_WHAT TO PRODUCE_
Wherever "resident" appears in a line of the listing, report that line.

_SOURCE MATERIAL_
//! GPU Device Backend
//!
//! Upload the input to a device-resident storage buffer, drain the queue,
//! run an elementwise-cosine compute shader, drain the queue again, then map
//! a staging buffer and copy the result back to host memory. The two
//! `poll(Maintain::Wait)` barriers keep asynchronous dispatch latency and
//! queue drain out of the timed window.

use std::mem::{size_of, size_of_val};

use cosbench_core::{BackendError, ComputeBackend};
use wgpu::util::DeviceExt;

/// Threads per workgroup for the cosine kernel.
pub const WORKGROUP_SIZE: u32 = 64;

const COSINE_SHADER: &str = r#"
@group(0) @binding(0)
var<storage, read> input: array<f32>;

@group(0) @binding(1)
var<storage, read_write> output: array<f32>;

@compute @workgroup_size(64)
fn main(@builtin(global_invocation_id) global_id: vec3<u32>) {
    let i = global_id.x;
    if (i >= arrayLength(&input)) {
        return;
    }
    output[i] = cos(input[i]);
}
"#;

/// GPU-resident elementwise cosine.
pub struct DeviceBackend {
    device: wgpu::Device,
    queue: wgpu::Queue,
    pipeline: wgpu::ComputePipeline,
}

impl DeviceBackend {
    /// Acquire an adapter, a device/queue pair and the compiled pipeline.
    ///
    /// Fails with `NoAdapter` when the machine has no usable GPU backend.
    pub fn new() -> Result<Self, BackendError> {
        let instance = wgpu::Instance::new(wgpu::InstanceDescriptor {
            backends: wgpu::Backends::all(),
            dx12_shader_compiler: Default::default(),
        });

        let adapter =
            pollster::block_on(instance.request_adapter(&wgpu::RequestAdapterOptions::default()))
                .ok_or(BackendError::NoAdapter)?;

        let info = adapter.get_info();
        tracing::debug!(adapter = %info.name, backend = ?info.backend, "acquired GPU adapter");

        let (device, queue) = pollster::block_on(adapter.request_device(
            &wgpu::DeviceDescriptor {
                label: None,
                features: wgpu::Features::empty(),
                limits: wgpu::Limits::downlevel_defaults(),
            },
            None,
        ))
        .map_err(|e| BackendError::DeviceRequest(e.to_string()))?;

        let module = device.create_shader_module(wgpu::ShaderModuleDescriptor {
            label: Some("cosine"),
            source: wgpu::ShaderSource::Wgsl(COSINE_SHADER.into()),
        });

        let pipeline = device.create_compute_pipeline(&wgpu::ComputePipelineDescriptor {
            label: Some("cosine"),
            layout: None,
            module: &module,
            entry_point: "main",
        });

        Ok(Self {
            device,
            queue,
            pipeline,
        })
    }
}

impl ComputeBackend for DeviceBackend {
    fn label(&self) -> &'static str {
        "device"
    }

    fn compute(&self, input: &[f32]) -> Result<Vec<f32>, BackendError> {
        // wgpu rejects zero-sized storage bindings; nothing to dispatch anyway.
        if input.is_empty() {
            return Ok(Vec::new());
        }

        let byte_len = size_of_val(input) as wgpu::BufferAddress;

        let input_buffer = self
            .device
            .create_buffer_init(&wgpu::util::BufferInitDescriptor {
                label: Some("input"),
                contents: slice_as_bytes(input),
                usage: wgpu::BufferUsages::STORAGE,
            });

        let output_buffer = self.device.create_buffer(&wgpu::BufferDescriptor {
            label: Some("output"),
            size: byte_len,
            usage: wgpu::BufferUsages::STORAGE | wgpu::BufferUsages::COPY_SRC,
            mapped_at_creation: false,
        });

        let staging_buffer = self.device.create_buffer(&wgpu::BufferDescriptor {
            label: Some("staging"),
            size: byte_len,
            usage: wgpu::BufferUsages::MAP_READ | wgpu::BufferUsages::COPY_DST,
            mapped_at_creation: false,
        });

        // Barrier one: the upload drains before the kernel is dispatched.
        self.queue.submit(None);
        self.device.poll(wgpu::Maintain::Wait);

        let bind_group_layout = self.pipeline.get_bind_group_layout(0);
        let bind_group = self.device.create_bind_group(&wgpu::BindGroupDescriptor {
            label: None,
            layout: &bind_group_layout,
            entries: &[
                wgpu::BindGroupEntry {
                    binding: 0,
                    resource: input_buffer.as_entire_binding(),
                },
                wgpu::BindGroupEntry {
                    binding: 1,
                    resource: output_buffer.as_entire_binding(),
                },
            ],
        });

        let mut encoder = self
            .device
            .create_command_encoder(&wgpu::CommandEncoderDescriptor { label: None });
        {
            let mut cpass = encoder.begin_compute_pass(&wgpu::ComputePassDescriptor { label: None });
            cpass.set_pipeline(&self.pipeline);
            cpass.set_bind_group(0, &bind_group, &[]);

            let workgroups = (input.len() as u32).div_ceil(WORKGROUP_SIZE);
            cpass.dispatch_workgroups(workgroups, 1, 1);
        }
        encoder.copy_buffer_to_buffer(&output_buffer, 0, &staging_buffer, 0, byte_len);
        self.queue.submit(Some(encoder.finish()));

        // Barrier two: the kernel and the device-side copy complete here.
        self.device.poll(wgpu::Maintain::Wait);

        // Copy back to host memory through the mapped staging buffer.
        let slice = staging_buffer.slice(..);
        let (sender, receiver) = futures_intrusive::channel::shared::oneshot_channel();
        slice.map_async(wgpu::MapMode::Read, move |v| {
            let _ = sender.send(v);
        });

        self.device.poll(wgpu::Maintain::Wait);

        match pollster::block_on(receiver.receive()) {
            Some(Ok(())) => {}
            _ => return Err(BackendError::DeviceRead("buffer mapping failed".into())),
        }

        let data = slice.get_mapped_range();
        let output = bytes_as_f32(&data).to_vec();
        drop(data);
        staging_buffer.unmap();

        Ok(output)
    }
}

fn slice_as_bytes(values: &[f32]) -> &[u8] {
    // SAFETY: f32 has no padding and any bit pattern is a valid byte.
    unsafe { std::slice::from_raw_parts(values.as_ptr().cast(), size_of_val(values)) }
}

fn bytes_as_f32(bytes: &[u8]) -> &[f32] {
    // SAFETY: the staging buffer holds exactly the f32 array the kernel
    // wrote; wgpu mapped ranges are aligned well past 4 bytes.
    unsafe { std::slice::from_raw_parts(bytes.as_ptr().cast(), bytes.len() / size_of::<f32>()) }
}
==
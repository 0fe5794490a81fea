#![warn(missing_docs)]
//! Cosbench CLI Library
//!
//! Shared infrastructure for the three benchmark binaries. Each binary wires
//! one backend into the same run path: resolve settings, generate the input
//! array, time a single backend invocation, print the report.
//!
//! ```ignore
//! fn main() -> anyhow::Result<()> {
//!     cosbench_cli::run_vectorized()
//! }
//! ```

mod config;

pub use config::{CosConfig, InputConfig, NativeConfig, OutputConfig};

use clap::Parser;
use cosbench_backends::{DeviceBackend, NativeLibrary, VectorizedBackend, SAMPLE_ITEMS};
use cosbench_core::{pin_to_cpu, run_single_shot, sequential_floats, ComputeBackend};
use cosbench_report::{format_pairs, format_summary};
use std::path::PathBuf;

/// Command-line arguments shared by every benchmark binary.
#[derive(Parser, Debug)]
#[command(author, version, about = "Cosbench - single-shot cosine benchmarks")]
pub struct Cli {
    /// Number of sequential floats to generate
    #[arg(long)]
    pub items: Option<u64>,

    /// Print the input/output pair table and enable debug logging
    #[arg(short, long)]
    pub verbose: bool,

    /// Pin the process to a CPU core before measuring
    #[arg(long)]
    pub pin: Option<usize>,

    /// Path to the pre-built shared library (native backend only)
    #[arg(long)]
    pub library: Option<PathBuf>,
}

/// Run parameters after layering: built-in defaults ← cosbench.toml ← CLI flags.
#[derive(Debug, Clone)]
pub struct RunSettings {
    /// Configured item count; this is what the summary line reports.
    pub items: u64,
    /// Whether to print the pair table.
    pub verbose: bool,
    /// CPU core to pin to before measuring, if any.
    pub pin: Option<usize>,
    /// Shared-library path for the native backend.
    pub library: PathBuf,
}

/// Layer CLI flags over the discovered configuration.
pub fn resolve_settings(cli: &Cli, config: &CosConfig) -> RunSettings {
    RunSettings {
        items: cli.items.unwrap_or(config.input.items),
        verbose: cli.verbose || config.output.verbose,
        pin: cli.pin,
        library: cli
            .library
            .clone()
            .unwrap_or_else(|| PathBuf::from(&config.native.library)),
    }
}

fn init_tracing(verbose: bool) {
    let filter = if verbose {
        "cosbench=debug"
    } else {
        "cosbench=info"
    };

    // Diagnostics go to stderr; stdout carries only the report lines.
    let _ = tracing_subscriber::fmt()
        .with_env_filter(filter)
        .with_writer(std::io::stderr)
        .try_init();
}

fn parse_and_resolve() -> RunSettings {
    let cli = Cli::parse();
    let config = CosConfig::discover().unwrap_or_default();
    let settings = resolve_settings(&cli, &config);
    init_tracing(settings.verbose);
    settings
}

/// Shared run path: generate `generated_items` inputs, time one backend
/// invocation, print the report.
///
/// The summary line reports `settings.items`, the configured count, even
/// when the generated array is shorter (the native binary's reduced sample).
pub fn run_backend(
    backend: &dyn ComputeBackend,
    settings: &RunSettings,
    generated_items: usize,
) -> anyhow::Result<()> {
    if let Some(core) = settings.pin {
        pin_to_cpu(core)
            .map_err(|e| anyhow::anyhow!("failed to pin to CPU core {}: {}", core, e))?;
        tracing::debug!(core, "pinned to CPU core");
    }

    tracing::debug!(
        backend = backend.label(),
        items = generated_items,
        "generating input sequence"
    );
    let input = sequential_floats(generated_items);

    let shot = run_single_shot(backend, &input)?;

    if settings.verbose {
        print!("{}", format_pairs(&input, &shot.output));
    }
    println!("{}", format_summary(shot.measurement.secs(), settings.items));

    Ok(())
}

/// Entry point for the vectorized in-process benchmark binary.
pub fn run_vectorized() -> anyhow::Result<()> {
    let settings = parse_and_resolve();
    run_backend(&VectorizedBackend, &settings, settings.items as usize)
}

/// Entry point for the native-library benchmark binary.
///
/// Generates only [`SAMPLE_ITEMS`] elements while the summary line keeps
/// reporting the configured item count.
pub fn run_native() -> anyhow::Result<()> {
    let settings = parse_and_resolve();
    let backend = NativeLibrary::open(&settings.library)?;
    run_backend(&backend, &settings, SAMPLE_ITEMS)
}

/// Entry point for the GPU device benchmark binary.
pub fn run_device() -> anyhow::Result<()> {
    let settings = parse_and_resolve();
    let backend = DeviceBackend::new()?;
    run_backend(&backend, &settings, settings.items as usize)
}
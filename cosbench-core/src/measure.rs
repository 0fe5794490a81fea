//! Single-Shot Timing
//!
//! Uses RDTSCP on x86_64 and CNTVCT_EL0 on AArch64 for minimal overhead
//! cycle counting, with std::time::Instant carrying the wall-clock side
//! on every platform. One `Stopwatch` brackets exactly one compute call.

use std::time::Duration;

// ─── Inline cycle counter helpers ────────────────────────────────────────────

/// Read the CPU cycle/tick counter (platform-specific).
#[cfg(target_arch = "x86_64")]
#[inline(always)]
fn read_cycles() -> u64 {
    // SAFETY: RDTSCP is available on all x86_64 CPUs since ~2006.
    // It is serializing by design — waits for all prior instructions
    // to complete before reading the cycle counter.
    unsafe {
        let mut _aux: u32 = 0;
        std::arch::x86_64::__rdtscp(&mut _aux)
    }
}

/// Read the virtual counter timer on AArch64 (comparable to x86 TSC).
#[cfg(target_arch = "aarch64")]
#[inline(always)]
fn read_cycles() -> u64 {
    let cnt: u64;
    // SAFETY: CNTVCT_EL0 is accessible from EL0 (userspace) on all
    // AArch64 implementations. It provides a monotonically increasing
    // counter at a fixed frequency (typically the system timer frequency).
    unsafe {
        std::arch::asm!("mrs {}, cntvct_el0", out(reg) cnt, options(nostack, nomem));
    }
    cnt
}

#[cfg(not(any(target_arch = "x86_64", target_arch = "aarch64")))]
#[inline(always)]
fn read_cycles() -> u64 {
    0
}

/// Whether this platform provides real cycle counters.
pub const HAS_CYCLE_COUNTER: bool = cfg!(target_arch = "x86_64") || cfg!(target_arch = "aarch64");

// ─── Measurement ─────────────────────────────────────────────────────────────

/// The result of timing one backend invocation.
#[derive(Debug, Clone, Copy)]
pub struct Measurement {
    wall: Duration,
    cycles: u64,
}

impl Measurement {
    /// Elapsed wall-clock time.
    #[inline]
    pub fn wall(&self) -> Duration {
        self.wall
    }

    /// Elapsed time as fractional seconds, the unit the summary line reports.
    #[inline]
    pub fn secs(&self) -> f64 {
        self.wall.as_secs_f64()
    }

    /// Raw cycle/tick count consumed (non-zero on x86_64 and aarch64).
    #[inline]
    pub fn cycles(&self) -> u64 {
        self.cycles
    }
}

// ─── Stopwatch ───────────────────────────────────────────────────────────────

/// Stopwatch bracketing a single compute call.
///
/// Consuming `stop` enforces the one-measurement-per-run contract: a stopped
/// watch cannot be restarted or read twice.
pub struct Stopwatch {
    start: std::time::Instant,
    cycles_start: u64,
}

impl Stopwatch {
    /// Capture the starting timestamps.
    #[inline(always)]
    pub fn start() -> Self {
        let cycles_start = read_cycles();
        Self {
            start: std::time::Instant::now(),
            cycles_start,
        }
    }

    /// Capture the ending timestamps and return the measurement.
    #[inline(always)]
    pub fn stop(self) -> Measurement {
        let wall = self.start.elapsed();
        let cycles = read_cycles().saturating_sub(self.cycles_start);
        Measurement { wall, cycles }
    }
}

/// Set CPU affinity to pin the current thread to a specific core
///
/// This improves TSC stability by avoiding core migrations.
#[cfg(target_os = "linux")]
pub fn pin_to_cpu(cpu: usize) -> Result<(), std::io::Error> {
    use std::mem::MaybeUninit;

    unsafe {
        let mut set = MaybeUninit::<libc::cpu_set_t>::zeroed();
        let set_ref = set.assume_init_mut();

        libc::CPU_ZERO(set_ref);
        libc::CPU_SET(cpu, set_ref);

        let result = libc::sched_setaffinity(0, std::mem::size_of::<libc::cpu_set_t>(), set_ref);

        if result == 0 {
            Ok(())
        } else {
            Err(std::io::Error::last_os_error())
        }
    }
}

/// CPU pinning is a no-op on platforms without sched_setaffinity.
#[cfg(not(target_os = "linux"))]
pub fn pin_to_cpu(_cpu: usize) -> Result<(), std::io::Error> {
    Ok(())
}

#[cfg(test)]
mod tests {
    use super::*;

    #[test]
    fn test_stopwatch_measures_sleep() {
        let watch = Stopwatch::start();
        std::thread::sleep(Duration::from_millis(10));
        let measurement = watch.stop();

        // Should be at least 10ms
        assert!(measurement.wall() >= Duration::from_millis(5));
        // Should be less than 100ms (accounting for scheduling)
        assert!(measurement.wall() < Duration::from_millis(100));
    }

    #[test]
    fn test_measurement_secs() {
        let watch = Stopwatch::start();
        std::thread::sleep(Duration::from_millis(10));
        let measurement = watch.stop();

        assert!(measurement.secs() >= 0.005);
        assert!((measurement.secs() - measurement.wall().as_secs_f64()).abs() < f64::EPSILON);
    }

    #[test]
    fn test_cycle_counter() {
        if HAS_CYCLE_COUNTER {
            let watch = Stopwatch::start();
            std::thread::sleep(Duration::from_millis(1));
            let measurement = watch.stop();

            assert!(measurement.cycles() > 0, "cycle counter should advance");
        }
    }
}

_SOLUTION TO THIS PROBLEM_
//! Upload the input to a device-resident storage buffer, drain the queue,
/// GPU-resident elementwise cosine.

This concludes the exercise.